Stadt kann die Verzögerungen nicht erklären

An diesem Zeitplan hat sich aus Sicht von Gerwin Stöcken grundsätzlich zwar nichts geändert. Gleichzeitig räumte der Dezernent aber ein, dass die eigentlichen Sanierungsarbeiten noch immer nicht begonnen hätten. Die Gründe für die Verzögerung konnte Stöcken allerdings nicht erklären. „Auch wenn der Baustart noch unklar ist, gehen wir nach wie vor davon aus, dass das Sommerbad in der Badesaison 2020 der Öffentlichkeit wieder zur Verfügung steht.“ An eine Öffnung in diesem Sommer sei nach aktuellem Stand aber „nicht zu denken.“

Laut eines offenen Briefes unter anderem an Oberbürgermeister Ulf Kämpfer nimmt der Verein „mit großem Erstaunen“ zur Kenntnis, das ein Betrieb des Freibades offenbar nicht geplant ist. Sollte es in diesem Jahr mit dem Umbau nicht losgehen, fordert der Verein die planmäßige Eröffnung des Freibades zu Saisonbeginn 2019 zeitgleich mit der Eröffnung des Eiderbades Hammer.

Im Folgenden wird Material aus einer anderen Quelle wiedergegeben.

//! GitHub repository fetcher.
//!
//! Uses the GitHub REST API directly; no local clone is made.
//!
//! # Workflow
//!
//! 1. Parse `owner/repo` out of the repository URL.
//! 2. Read the repository record to find the default branch.
//! 3. List the full tree of that branch.
//! 4. Keep blobs matching the include globs, capped at `max_files`.
//! 5. Download each kept file, decode its base64 content, and return it as
//!    a `code` document. Failures on individual files are logged and
//!    skipped.

use base64::Engine;
use globset::{Glob, GlobSet, GlobSetBuilder};
use regex::Regex;
use reqwest::header::{ACCEPT, AUTHORIZATION};
use serde::Deserialize;
use std::sync::OnceLock;

use crate::config::GithubConfig;
use crate::error::{IngestError, IngestResult};
use crate::models::{ContentKind, Fetched, FetchedDocument};

#[derive(Debug, Deserialize)]
struct RepoInfo {
    default_branch: String,
}

#[derive(Debug, Deserialize)]
struct TreeResponse {
    tree: Vec<TreeEntry>,
}

#[derive(Debug, Deserialize)]
struct TreeEntry {
    path: String,
    #[serde(rename = "type")]
    kind: String,
}

#[derive(Debug, Deserialize)]
struct FileContent {
    #[serde(default)]
    content: Option<String>,
    #[serde(default)]
    size: u64,
}

/// Extract `owner/repo` from a GitHub URL. A trailing `.git` is dropped.
pub fn parse_repo_url(url: &str) -> IngestResult<String> {
    static RE: OnceLock<Regex> = OnceLock::new();
    let re = RE.get_or_init(|| {
        Regex::new(r"github\.com/([^/\s]+/[^/\s?#]+)").expect("static repo url regex")
    });

    let repo = re
        .captures(url)
        .and_then(|caps| caps.get(1))
        .map(|m| m.as_str().trim_end_matches(".git").to_string())
        .ok_or_else(|| IngestError::InvalidRepoUrl(url.to_string()))?;

    if repo.ends_with('/') {
        return Err(IngestError::InvalidRepoUrl(url.to_string()));
    }
    Ok(repo)
}

/// Build the matcher for files worth fetching.
pub fn build_include_set(patterns: &[String]) -> IngestResult<GlobSet> {
    let mut builder = GlobSetBuilder::new();
    for pattern in patterns {
        builder.add(Glob::new(pattern)?);
    }
    Ok(builder.build()?)
}

/// Decode the base64 payload of a contents response. GitHub wraps the
/// encoded text at 60 columns.
fn decode_content(encoded: &str) -> Option<String> {
    let compact: String = encoded.chars().filter(|c| !c.is_whitespace()).collect();
    let bytes = base64::engine::general_purpose::STANDARD
        .decode(compact)
        .ok()?;
    Some(String::from_utf8_lossy(&bytes).into_owned())
}

/// Build an API URL under `api_base`. Each segment is percent-encoded, so
/// repository paths containing `#`, `?` or spaces stay part of the path.
fn api_url<'s>(
    api_base: &str,
    segments: impl IntoIterator<Item = &'s str>,
) -> IngestResult<reqwest::Url> {
    let mut url = reqwest::Url::parse(api_base)
        .map_err(|e| IngestError::InvalidUrl(format!("{}: {}", api_base, e)))?;
    url.path_segments_mut()
        .map_err(|_| IngestError::InvalidUrl(api_base.to_string()))?
        .pop_if_empty()
        .extend(segments);
    Ok(url)
}

struct GithubClient<'a> {
    http: &'a reqwest::Client,
    api_base: &'a str,
    token: Option<String>,
}

impl GithubClient<'_> {
    fn repo_url<'s>(
        &self,
        repo: &'s str,
        rest: impl IntoIterator<Item = &'s str>,
    ) -> IngestResult<reqwest::Url> {
        api_url(
            self.api_base,
            ["repos"].into_iter().chain(repo.split('/')).chain(rest),
        )
    }

    async fn get_json<T: serde::de::DeserializeOwned>(&self, url: reqwest::Url) -> IngestResult<T> {
        let mut req = self
            .http
            .get(url.clone())
            .header(ACCEPT, "application/vnd.github+json");
        if let Some(token) = &self.token {
            req = req.header(AUTHORIZATION, format!("Bearer {}", token));
        }

        let resp = req.send().await?;
        if !resp.status().is_success() {
            return Err(IngestError::BadResponse {
                url: url.to_string(),
                message: format!("status {}", resp.status()),
            });
        }
        Ok(resp.json::<T>().await?)
    }
}

/// Fetch the important files of a repository as `code` documents.
pub async fn fetch_github_repo(
    config: &GithubConfig,
    http: &reqwest::Client,
    repo_url: &str,
) -> IngestResult<Fetched> {
    let repo = parse_repo_url(repo_url)?;
    let include_set = build_include_set(&config.include_globs)?;
    let client = GithubClient {
        http,
        api_base: &config.api_base,
        token: std::env::var(&config.token_env)
            .ok()
            .filter(|t| !t.is_empty()),
    };

    let info: RepoInfo = match client.get_json(client.repo_url(&repo, [])?).await {
        Ok(info) => info,
        Err(IngestError::BadResponse { .. }) => return Err(IngestError::RepoNotFound(repo)),
        Err(e) => return Err(e),
    };

    let mut tree_url = client.repo_url(
        &repo,
        ["git", "trees"].into_iter().chain(info.default_branch.split('/')),
    )?;
    tree_url.set_query(Some("recursive=1"));
    let tree: TreeResponse = client.get_json(tree_url).await?;

    let paths: Vec<String> = tree
        .tree
        .into_iter()
        .filter(|entry| entry.kind == "blob" && include_set.is_match(&entry.path))
        .map(|entry| entry.path)
        .take(config.max_files)
        .collect();

    tracing::debug!(
        repo = %repo,
        branch = %info.default_branch,
        files = paths.len(),
        "fetching repository files"
    );

    let mut documents = Vec::new();
    for path in paths {
        let contents_url =
            client.repo_url(&repo, ["contents"].into_iter().chain(path.split('/')))?;
        let file: FileContent = match client.get_json(contents_url).await {
            Ok(f) => f,
            Err(e) => {
                tracing::warn!(repo = %repo, path = %path, error = %e, "failed to fetch file");
                continue;
            }
        };

        if file.size >= config.max_file_bytes {
            tracing::debug!(path = %path, size = file.size, "skipping large file");
            continue;
        }

        let Some(content) = file.content.as_deref().and_then(decode_content) else {
            tracing::warn!(repo = %repo, path = %path, "file has no decodable content");
            continue;
        };

        documents.push(FetchedDocument {
            locator: path,
            content,
            kind: ContentKind::Code,
        });
    }

    Ok(Fetched {
        title: repo,
        documents,
        file_type: None,
        size: None,
    })
}

#[cfg(test)]
mod tests {
    use super::*;
    use crate::config::GithubConfig;

    #[test]
    fn test_parse_repo_url() {
        assert_eq!(
            parse_repo_url("https://github.com/rust-lang/cargo").unwrap(),
            "rust-lang/cargo"
        );
        assert_eq!(
            parse_repo_url("https://github.com/rust-lang/cargo.git").unwrap(),
            "rust-lang/cargo"
        );
        assert_eq!(
            parse_repo_url("github.com/owner/repo/tree/main/src").unwrap(),
            "owner/repo"
        );
        assert!(matches!(
            parse_repo_url("https://gitlab.com/owner/repo"),
            Err(IngestError::InvalidRepoUrl(_))
        ));
        assert!(parse_repo_url("https://github.com/owner").is_err());
    }

    #[test]
    fn test_default_include_globs() {
        let set = build_include_set(&GithubConfig::default().include_globs).unwrap();
        let matching = [
            "README.md",
            "docs/README",
            "package.json",
            "src/lib.rs",
            "app/main.tsx",
            "a/b/c.py",
        ];
        for path in matching {
            assert!(set.is_match(path), "expected match: {}", path);
        }
        for path in ["Cargo.lock", "image.png", "src/style.css"] {
            assert!(!set.is_match(path), "unexpected match: {}", path);
        }
    }

    #[test]
    fn test_api_url_encodes_path_segments() {
        let url = api_url(
            "https://api.github.com",
            ["repos", "acme", "widget", "contents", "docs", "c#notes?.md"],
        )
        .unwrap();
        assert_eq!(
            url.as_str(),
            "https://api.github.com/repos/acme/widget/contents/docs/c%23notes%3F.md"
        );
        assert_eq!(url.query(), None);
        assert_eq!(url.fragment(), None);

        let url = api_url("http://127.0.0.1:9000/api/", ["repos", "my file.md"]).unwrap();
        assert_eq!(url.as_str(), "http://127.0.0.1:9000/api/repos/my%20file.md");

        assert!(matches!(
            api_url("not a base", ["repos"]),
            Err(IngestError::InvalidUrl(_))
        ));
    }

    #[test]
    fn test_decode_wrapped_base64() {
        assert_eq!(decode_content("aGVsbG8g\nd29ybGQ=\n").as_deref(), Some("hello world"));
        assert!(decode_content("!!!").is_none());
    }
}
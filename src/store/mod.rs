//! Persistence port for context sources.
//!
//! The [`SourceStore`] trait is the only way the application shell reads
//! or writes sources. The chunking and retrieval engine never depends on
//! it: callers load sources from a store and pass plain slices in.
//!
//! Implementations must be `Send + Sync` to work with async runtimes.
//!
//! | Method | Purpose |
//! |--------|---------|
//! | [`save_source`](SourceStore::save_source) | Insert or replace a source and its whole chunk list |
//! | [`get_source`](SourceStore::get_source) | Fetch one source with its chunks |
//! | [`list_sources`](SourceStore::list_sources) | All sources, in insertion order |
//! | [`delete_source`](SourceStore::delete_source) | Remove a source and its chunks |

pub mod memory;

use anyhow::Result;
use async_trait::async_trait;

use crate::models::ContextSource;

#[async_trait]
pub trait SourceStore: Send + Sync {
    /// Insert or update a source. Existing chunks are replaced wholesale;
    /// an update keeps the source's position in [`list_sources`](SourceStore::list_sources).
    async fn save_source(&self, source: &ContextSource) -> Result<()>;

    async fn get_source(&self, id: &str) -> Result<Option<ContextSource>>;

    async fn list_sources(&self) -> Result<Vec<ContextSource>>;

    /// Returns `false` when no source had this ID.
    async fn delete_source(&self, id: &str) -> Result<bool>;
}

Verein befürchtet "Alptraum" der Badegäste

„Der derzeitige Ablauf des Verfahrens lässt auf eine Verzögerungstaktik schließen“, erklärte Vereinssprecher Ulrich Hühn: „Insofern ist zu befürchten, dass 2020 ebenfalls kein Badebetrieb stattfindet.“

Angesichts eines wieder erwarteten sehr heißen Sommers sei es ein „Alptraum“, wenn Kinder und Erwachsene demnächst vor verschlossenen Toren stünden und „entsetzt“ feststellen müssten, dass die Bauarbeiten noch nicht einmal begonnen haben.

Katzheide-Sanierung sorgte schon öfter für Überraschungen

Für Überraschungen sorgte die Katzheide-Sanierung immer mal wieder. Im Januar 2019 mussten die Mittel um rund 334000 auf derzeit 2,13 Millionen Euro aufgestockt werden. Grund: „allgemeine Baukostensteigerungen“ seit der letzten Kostenschätzung (2017). Preistreibend und zeitverzögernd wirkten sich nach Angaben der Verwaltung auch zusätzlich erforderliche Bauleistungen aus. Dazu zählt die Erneuerung der Umwälzpumpen, ein „Chemikalienlift“ im Technikgebäude sowie ein Beckenlift für Besucher mit Beeinträchtigungen.

Konsequenz: Entgegen der Annahme von 2017 könnten diese ersten Sanierungsmaßnahmen erst zum Herbst 2019 abgeschlossen werden. Deshalb falle die kommende Badesaison komplett aus, werde aber durch das Außenbecken des neuen Hörnbades „zumindest teilkompensiert“. Darüber hinaus, so die Verwaltung damals, bestünden ja noch Bademöglichkeiten an den Stränden.